Generally I think my algorithm compared quite well to these two. I've included the details of the comparison towards the end of this page.
UPDATE: It looks like Sortable are hiring again in 2015!
- Install the prerequisites:
- Python 2.7.5
- NumPy 1.7.1
- SciPy 0.12.0
- pandas 0.11.0
- scikits-learn 0.13.1
- nltk 2.0.4
- NB: Unravelling the chains of Python package dependencies can be time-consuming and tedious. I used Pythonxy 2.7.5.0 to side-step this pain. However it is Windows-only.
- Clone the github repo (https://github.com/AndrewTweddle/CodingChallenge.git), checking it out to a folder of your choice e.g. coding_challenge.
- Navigate to the python sub-folder of the checkout folder in your CLI e.g. coding_challenge/python
- Run: python python/coding_challenge.py data/input/products.txt data/input/listings.txt data/output/results.txt
- NB: Replace the 3 paths with suitable values if you wish to run the algorithm against other data sets (for example)
- Navigate to the data/output/ sub-folder e.g. coding_challenge/data/output/
- Analyze the results.txt file (each line is in json format)
I used the Pandas library to perform data munging and interactive investigation. Pandas provides similar functionality to R's vectors and data frames, which I have used previously. So this was a natural choice, and also provided an opportunity to improve my Python skills.
The results of the investigations into the data can be found in the investigation.py script. Successive discoveries and experiments are well documented in the script.
coding_challenge.py is a cleaned up version of investigation.py. Investigative and test code has been removed, along with many explanatory comments and data extracts.
It has additional support for running the algorithm against arbitrary data files. This is achieved by passing the file paths for the products, listings and results files as parameters to the script.
My main strategy was to use a numeric scale to create a hierarchy of different matching criteria.
Each matching rule would create a score based on the number of characters matched, thus favouring complete matches over partial matches.
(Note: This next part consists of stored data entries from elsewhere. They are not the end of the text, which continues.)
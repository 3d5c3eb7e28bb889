use crate::serde::{DecodeError, SchemaError, WriteLen};
use crate::types::{DbKey, DbString, Deser, ForeignKey, Ser};
use anyhow::Result;
use std::any;
use std::fmt;
use std::marker::PhantomData;


/// Where the tenant id goes relative to the inner key.
///
/// - [`PlacementType::Prefix`] keeps each tenant's entries contiguous, so one tenant can be
///   range-scanned cheaply. A scan without a tenant filter, however, visits tenants in id
///   order, which starves later tenants in "oldest matching entry first" scans.
/// - [`PlacementType::Suffix`] orders entries by the inner key across all tenants, at the
///   cost of not being able to range-scan a single tenant.
///
/// A schema must keep its placement forever; changing it reorders existing data.
#[derive(PartialEq, Eq, Hash, Clone, Copy, Debug)]
pub enum PlacementType {
    Prefix,
    Suffix,
}

pub trait Placement: 'static {
    const TYPE: PlacementType;
}

/// Tenant id first.
#[derive(PartialEq, Eq, Hash, Clone, Copy, Debug)]
pub struct Prefix;
impl Placement for Prefix {
    const TYPE: PlacementType = PlacementType::Prefix;
}

/// Tenant id last.
#[derive(PartialEq, Eq, Hash, Clone, Copy, Debug)]
pub struct Suffix;
impl Placement for Suffix {
    const TYPE: PlacementType = PlacementType::Suffix;
}

/// An inner key scoped to a tenant. The placement is fixed by `P`.
pub struct DbTenantAwareKey<K, P> {
    pub tenant: DbString,
    pub inner: K,
    _placement: PhantomData<P>,
}

impl<K, P: Placement> DbTenantAwareKey<K, P> {
    pub fn new(tenant: impl Into<DbString>, inner: K) -> Self {
        Self {
            tenant: tenant.into(),
            inner,
            _placement: PhantomData,
        }
    }

    pub fn placement(&self) -> PlacementType {
        P::TYPE
    }
}

impl<K: Ser, P: Placement> Ser for DbTenantAwareKey<K, P> {
    fn ser_len(&self) -> usize {
        self.tenant.ser_len() + self.inner.ser_len()
    }
    fn ser(&self, buf: &mut [u8], offset: usize) -> Result<WriteLen> {
        let mut w_len = 0;
        match P::TYPE {
            PlacementType::Prefix => {
                w_len += *self.tenant.ser(buf, offset)?;
                w_len += *self.inner.ser(buf, offset + w_len)?;
            }
            PlacementType::Suffix => {
                w_len += *self.inner.ser(buf, offset)?;
                w_len += *self.tenant.ser(buf, offset + w_len)?;
            }
        }
        Ok(WriteLen::new_manual(w_len))
    }
}

impl<K: Deser, P: Placement> Deser for DbTenantAwareKey<K, P> {
    fn deser(buf: &[u8], offset: usize, len: usize) -> Result<(usize, Self)> {
        let remaining = |r_len: usize| {
            len.checked_sub(r_len).ok_or(DecodeError::Truncated {
                type_name: any::type_name::<Self>(),
                needed: r_len,
                available: len,
            })
        };
        let (r_len, tenant, inner) = match P::TYPE {
            PlacementType::Prefix => {
                let (tenant_r_len, tenant) = DbString::deser(buf, offset, len)?;
                let (inner_r_len, inner) =
                    K::deser(buf, offset + tenant_r_len, remaining(tenant_r_len)?)?;
                (tenant_r_len + inner_r_len, tenant, inner)
            }
            PlacementType::Suffix => {
                let (inner_r_len, inner) = K::deser(buf, offset, len)?;
                let (tenant_r_len, tenant) =
                    DbString::deser(buf, offset + inner_r_len, remaining(inner_r_len)?)?;
                (inner_r_len + tenant_r_len, tenant, inner)
            }
        };
        Ok((r_len, Self::new(tenant, inner)))
    }
    fn check_schema() -> Result<(), SchemaError> {
        K::check_schema()
    }
}

impl<K: DbKey, P: Placement> DbKey for DbTenantAwareKey<K, P> {
    fn contained_foreign_keys(&self) -> Vec<&dyn ForeignKey> {
        self.inner.contained_foreign_keys()
    }
}

impl<K: PartialEq, P> PartialEq for DbTenantAwareKey<K, P> {
    fn eq(&self, other: &Self) -> bool {
        self.tenant == other.tenant && self.inner == other.inner
    }
}
impl<K: Eq, P> Eq for DbTenantAwareKey<K, P> {}
impl<K: Clone, P> Clone for DbTenantAwareKey<K, P> {
    fn clone(&self) -> Self {
        Self {
            tenant: self.tenant.clone(),
            inner: self.inner.clone(),
            _placement: PhantomData,
        }
    }
}
impl<K: fmt::Debug, P: Placement> fmt::Debug for DbTenantAwareKey<K, P> {
    fn fmt(&self, f: &mut fmt::Formatter<'_>) -> fmt::Result {
        f.debug_struct("DbTenantAwareKey")
            .field("placement", &P::TYPE)
            .field("tenant", &self.tenant)
            .field("inner", &self.inner)
            .finish()
    }
}
mod column_family;
mod config;
pub mod consistency;
mod errors;
pub mod metrics;
mod store;

pub use column_family::*;
pub use config::*;
pub use errors::*;
pub use store::*;
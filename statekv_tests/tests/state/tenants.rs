use super::unchecked_db;
use anyhow::Result;
use statekv_tests::{job_deadline_key, process_key, Tables};
use statekv_types::types::{DbLong, DbNil, DbString};

#[test]
fn suffix_placement_scans_across_tenants() -> Result<()> {
    let mut db = unchecked_db();
    let mut tables = Tables::new(&db)?;

    let deadlines = [("t2", 300, 1), ("t1", 100, 2), ("t2", 50, 3), ("t3", 200, 4)];
    for (tenant, deadline, job) in deadlines {
        let key = job_deadline_key(tenant, deadline, job);
        tables.job_deadlines.insert(db.store_mut(), &key, &DbNil)?;
    }

    // Deadlines expire in order no matter which tenant owns the job.
    let mut expired = vec![];
    tables.job_deadlines.while_true(db.store(), None, |key, _| {
        let deadline = key.inner.first.value();
        if deadline > 250 {
            return Ok(false);
        }
        expired.push((key.tenant.to_string(), deadline));
        Ok(true)
    })?;
    assert_eq!(
        vec![
            (String::from("t2"), 50),
            (String::from("t1"), 100),
            (String::from("t3"), 200),
        ],
        expired
    );
    Ok(())
}

#[test]
fn prefix_placement_groups_tenants() -> Result<()> {
    let mut db = unchecked_db();
    let mut tables = Tables::new(&db)?;

    let processes = [
        ("t2", "b", 1),
        ("t1", "b", 1),
        ("t2", "a", 2),
        ("t1", "a", 1),
        ("t2", "a", 1),
    ];
    for (i, (tenant, process_id, version)) in processes.into_iter().enumerate() {
        let key = process_key(tenant, process_id, version);
        tables
            .processes
            .insert(db.store_mut(), &key, &DbLong::from(i as i64))?;
    }

    let mut all = vec![];
    tables.processes.for_each(db.store(), |key, _| {
        all.push((
            key.tenant.to_string(),
            key.inner.first.to_string(),
            key.inner.second.value(),
        ));
        Ok(())
    })?;
    assert_eq!(
        vec![
            (String::from("t1"), String::from("a"), 1),
            (String::from("t1"), String::from("b"), 1),
            (String::from("t2"), String::from("a"), 1),
            (String::from("t2"), String::from("a"), 2),
            (String::from("t2"), String::from("b"), 1),
        ],
        all
    );

    // One tenant can be scanned on its own.
    let mut t2 = vec![];
    tables
        .processes
        .while_equal_prefix(db.store(), &DbString::from("t2"), |key, value| {
            t2.push((key.inner.first.to_string(), value.value()));
            Ok(true)
        })?;
    assert_eq!(
        vec![
            (String::from("a"), 4),
            (String::from("a"), 2),
            (String::from("b"), 0),
        ],
        t2
    );
    Ok(())
}
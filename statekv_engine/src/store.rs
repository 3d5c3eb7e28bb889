use anyhow::Result;
use std::collections::BTreeMap;
use std::ops::Bound;


pub type StoreIter<'a> = Box<dyn 'a + Iterator<Item = (&'a [u8], &'a [u8])>>;

/// The backing key-value store: raw byte keys, ordered by unsigned byte-lexicographic
/// comparison.
pub trait OrderedStore {
    fn get(&self, key: &[u8]) -> Result<Option<&[u8]>>;

    fn put(&mut self, key: &[u8], value: &[u8]) -> Result<()>;

    /// Returns whether the key was present.
    fn delete(&mut self, key: &[u8]) -> Result<bool>;

    /// All entries whose keys are `>= start`, in ascending key order.
    fn iter_from<'a>(&'a self, start: &[u8]) -> StoreIter<'a>;

    /// All entries whose keys start with `prefix`, in ascending key order.
    fn scan_prefix<'a>(&'a self, prefix: &'a [u8]) -> StoreIter<'a> {
        let iter = self
            .iter_from(prefix)
            .take_while(move |(k, _v)| k.starts_with(prefix));
        Box::new(iter)
    }
}

/// An [`OrderedStore`] held entirely in memory.
#[derive(Default, Debug)]
pub struct MemStore {
    table: BTreeMap<Vec<u8>, Vec<u8>>,
}

impl MemStore {
    pub fn new() -> Self {
        Self::default()
    }

    pub fn mem_len(&self) -> usize {
        self.table.len()
    }
}

impl OrderedStore for MemStore {
    fn get(&self, key: &[u8]) -> Result<Option<&[u8]>> {
        Ok(self.table.get(key).map(|v| v.as_slice()))
    }

    fn put(&mut self, key: &[u8], value: &[u8]) -> Result<()> {
        self.table.insert(key.to_vec(), value.to_vec());
        Ok(())
    }

    fn delete(&mut self, key: &[u8]) -> Result<bool> {
        Ok(self.table.remove(key).is_some())
    }

    fn iter_from<'a>(&'a self, start: &[u8]) -> StoreIter<'a> {
        let iter = self
            .table
            .range::<[u8], _>((Bound::Included(start), Bound::Unbounded))
            .map(|(k, v)| (k.as_slice(), v.as_slice()));
        Box::new(iter)
    }
}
The various rule classes are defined in python/recorlinker/classification.py:
The following classes are found in classification.py:
MatchValueFunctionMatchResultMatchingRuleRegexMatchingRule
ListingMatcherMatchingEngineMatchingRuleTemplateRegexRuleBaseTemplateRegexRuleTemplateRegexRuleTemplateFollowedByAnyLetterOrSpecificLetters
ListingMatcherTemplateMasterTemplate
The MatchValueFunction class has a constructor taking the fixed value and a value per matched character as its 2 parameters.
The set of value functions is configured in the BaseMasterTemplateBuilder class in python/recorlinker/builder.py:
class BaseMasterTemplateBuilder(object):
all_of_family_and_model_with_regex_desc = 'Family and model approximately'
family_and_model_separately_with_regex_desc = 'Family and model separately and approximately'
model_and_words_in_family_with_regex_desc = 'Model and words in family approximately'
prod_code_having_alphas_around_dash_with_regex_desc = 'Prod code with alphas-dash-alphas space number approximately'
prod_code_having_dash_with_regex_desc = 'Prod code with dash approximately'
alt_prod_code_having_dash_with_regex_desc = 'Alternate prod code with dash approximately'
prod_code_having_no_dash_with_regex_desc = 'Prod code without a dash approximately'
all_of_family_and_alpha_model_with_regex_desc = 'Family and alpha model approximately'
prod_code_followed_by_a_letter_or_specific_letters_with_regex_desc = 'Prod code excluding last character or IS'
word_and_number_crossing_family_and_model_with_regex_desc = 'Word and number crossing family and model'
all_of_family_and_model_with_regex_value_func_on_prod_desc = MatchValueFunction( 1000000000, 10000000)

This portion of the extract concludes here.